Fitting Security Systems

Adam_151 said:
Mate of mine has a camara at looks at the driveway and it sees the pavement and a bit of the road as well :? ,not sure whether the PIR covers all that area though :?

I looked into this when some g!t :evil: nicked my sat nav by breaking the drivers window of my car on my front drive.

As I currently understand it, you do NOT need to put up warning notices or register under Data Protection Laws as long as the cameras are focused on your property, and cannot be remotely controlled or zoomed in.

I imagine there is a bit of a grey area where drives meet pavement, but unless you have a fence there is no way of not capturing the public highway in the background and I doubt it creates a major issue.


http://www.cctv-information.co.uk/dataprot/dpacctv.html

and

http://www.thesecurityinstaller.co.uk/CCTV_dpa1998.asp

have some useful information which seems to be up to date.

......I'm guessing that rigging cctv to spy on nubile neighbours is probably frowned upon though :shock: :lol:
 
surely the DPA would only cover recorded material? If the tapes are wiped each day and not held for any length of period then would it be classified as stored information in regards compliance with the DPA?
 
I think starting part-time while you finish your qualifications is a sensible approach. The legal side really depends on where you're based, as security system installation rules can vary. I'd also spend some time reading about data loss prevention, since protecting customer data is becoming just as important as the physical installation. Which country are you planning to operate in?
Welcome to the forum.

Probably sensible advice, but you're over 20 years late in giving it :-)
 
Expand the quoted reply, and look at the bottom under 'Many thanks in advance'.

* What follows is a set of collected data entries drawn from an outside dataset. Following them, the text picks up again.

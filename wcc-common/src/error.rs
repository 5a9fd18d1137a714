//! Error handling for the wcc compiler
//!
//! This module defines the compiler-wide error type and the diagnostic
//! reporter used to collect warnings alongside a successful run.

use crate::source_loc::SourceSpan;
use serde::{Deserialize, Serialize};
use std::fmt;
use thiserror::Error;

/// Main compiler error type. Every error is fatal to the current
/// compilation; there is no recovery and no partial output.
#[derive(Error, Debug, Clone, PartialEq)]
pub enum CompilerError {
    #[error("{span}: {message}")]
    ProcessingError { span: SourceSpan, message: String },

    #[error("IO error: {message}")]
    IoError { message: String },

    #[error("Internal compiler error: {message}")]
    InternalError { message: String },
}

impl CompilerError {
    /// Create a processing error anchored at an AST node's span
    pub fn processing(message: String, span: SourceSpan) -> Self {
        CompilerError::ProcessingError { span, message }
    }

    /// The bare message, without position rendering
    pub fn message(&self) -> &str {
        match self {
            CompilerError::ProcessingError { message, .. }
            | CompilerError::IoError { message }
            | CompilerError::InternalError { message } => message,
        }
    }
}

impl From<std::io::Error> for CompilerError {
    fn from(err: std::io::Error) -> Self {
        CompilerError::IoError {
            message: err.to_string(),
        }
    }
}

/// Diagnostic severity levels
#[derive(Debug, Clone, Copy, PartialEq, Eq, Serialize, Deserialize)]
pub enum Severity {
    Error,
    Warning,
}

impl fmt::Display for Severity {
    fn fmt(&self, f: &mut fmt::Formatter<'_>) -> fmt::Result {
        match self {
            Severity::Error => write!(f, "error"),
            Severity::Warning => write!(f, "warning"),
        }
    }
}

/// A diagnostic message with position and severity
#[derive(Debug, Clone, PartialEq, Serialize, Deserialize)]
pub struct Diagnostic {
    pub severity: Severity,
    pub message: String,
    pub span: SourceSpan,
}

impl Diagnostic {
    pub fn error(message: String, span: SourceSpan) -> Self {
        Self {
            severity: Severity::Error,
            message,
            span,
        }
    }

    pub fn warning(message: String, span: SourceSpan) -> Self {
        Self {
            severity: Severity::Warning,
            message,
            span,
        }
    }
}

impl fmt::Display for Diagnostic {
    fn fmt(&self, f: &mut fmt::Formatter<'_>) -> fmt::Result {
        write!(f, "{}: {}: {}", self.span, self.severity, self.message)
    }
}

/// Collects diagnostics produced during processing. Warnings never abort;
/// they ride along with the produced IR.
#[derive(Debug, Clone, Default)]
pub struct ErrorReporter {
    diagnostics: Vec<Diagnostic>,
    error_count: usize,
    warning_count: usize,
}

impl ErrorReporter {
    pub fn new() -> Self {
        Self::default()
    }

    /// Record an error diagnostic
    pub fn error(&mut self, message: String, span: SourceSpan) {
        self.diagnostics.push(Diagnostic::error(message, span));
        self.error_count += 1;
    }

    /// Record a warning diagnostic
    pub fn warning(&mut self, message: String, span: SourceSpan) {
        self.diagnostics.push(Diagnostic::warning(message, span));
        self.warning_count += 1;
    }

    pub fn has_errors(&self) -> bool {
        self.error_count > 0
    }

    pub fn error_count(&self) -> usize {
        self.error_count
    }

    pub fn warning_count(&self) -> usize {
        self.warning_count
    }

    pub fn diagnostics(&self) -> &[Diagnostic] {
        &self.diagnostics
    }

    /// Drain collected diagnostics, leaving the reporter empty
    pub fn take_diagnostics(&mut self) -> Vec<Diagnostic> {
        self.error_count = 0;
        self.warning_count = 0;
        std::mem::take(&mut self.diagnostics)
    }

    /// Print all diagnostics to stderr
    pub fn print_diagnostics(&self) {
        for diagnostic in &self.diagnostics {
            eprintln!("{}", diagnostic);
        }
    }

    /// Create a summary string
    pub fn summary(&self) -> String {
        match (self.error_count, self.warning_count) {
            (0, 0) => "No errors or warnings".to_string(),
            (0, w) => format!("{} warning{}", w, if w == 1 { "" } else { "s" }),
            (e, 0) => format!("{} error{}", e, if e == 1 { "" } else { "s" }),
            (e, w) => format!(
                "{} error{} and {} warning{}",
                e,
                if e == 1 { "" } else { "s" },
                w,
                if w == 1 { "" } else { "s" }
            ),
        }
    }
}

#[cfg(test)]
mod tests {
    use super::*;
    use crate::source_loc::SourceLocation;

    fn span() -> SourceSpan {
        SourceSpan::new(SourceLocation::new(1, 1, 0), SourceLocation::new(1, 5, 4))
    }

    #[test]
    fn test_diagnostic_creation() {
        let diag = Diagnostic::error("bad".to_string(), span());
        assert_eq!(diag.severity, Severity::Error);
        assert_eq!(diag.message, "bad");
        assert_eq!(diag.span, span());
    }

    #[test]
    fn test_error_reporter_counts() {
        let mut reporter = ErrorReporter::new();
        assert!(!reporter.has_errors());

        reporter.error("broken".to_string(), span());
        reporter.warning("iffy".to_string(), span());

        assert!(reporter.has_errors());
        assert_eq!(reporter.error_count(), 1);
        assert_eq!(reporter.warning_count(), 1);
        assert_eq!(reporter.diagnostics().len(), 2);
    }

    #[test]
    fn test_take_diagnostics_resets() {
        let mut reporter = ErrorReporter::new();
        reporter.warning("iffy".to_string(), span());

        let taken = reporter.take_diagnostics();
        assert_eq!(taken.len(), 1);
        assert_eq!(reporter.warning_count(), 0);
        assert!(reporter.diagnostics().is_empty());
    }

    #[test]
    fn test_summary() {
        let mut reporter = ErrorReporter::new();
        assert_eq!(reporter.summary(), "No errors or warnings");

        reporter.error("e1".to_string(), span());
        assert_eq!(reporter.summary(), "1 error");

        reporter.error("e2".to_string(), span());
        assert_eq!(reporter.summary(), "2 errors");

        reporter.warning("w1".to_string(), span());
        assert_eq!(reporter.summary(), "2 errors and 1 warning");
    }

    #[test]
    fn test_error_message_accessor() {
        let err = CompilerError::processing("redeclaration of 'x'".to_string(), span());
        assert_eq!(err.message(), "redeclaration of 'x'");
        assert_eq!(err.to_string(), "1:1-1:5: redeclaration of 'x'");
    }
}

Link concealed there in transparent text.



whattheforks.gif
 
Expand the quoted reply, and look at the bottom under 'Many thanks in advance'. .... Link concealed there in transparent text.
Interesting. Thanks.

But what's the point? Since the link is invisble, and within quoted material, how is anyone going to end up clicking on it?
 
The point is - reputable forum, someone replies about some topic, a link exists to some other site - therefore certain search engines and similar will classify the linked to site as credible.

Repeat a few 100s of times on many forums/sites and the result is that the linked to site gets shoved near the top of search results.
AI doing the posts just makes it far easier and cheaper than it ever was.

Actual people seeing or clicking on the link in all of the spam postings changes nothing, and was never the intent.
 
The point is - reputable forum, someone replies about some topic, a link exists to some other site - therefore certain search engines and similar will classify the linked to site as credible. ... Repeat a few 100s of times on many forums/sites and the result is that the linked to site gets shoved near the top of search results.
Ah, I see - thanks. Quite 'clever', I suppose - although, as always, I would seriously question the "I" of "AI"!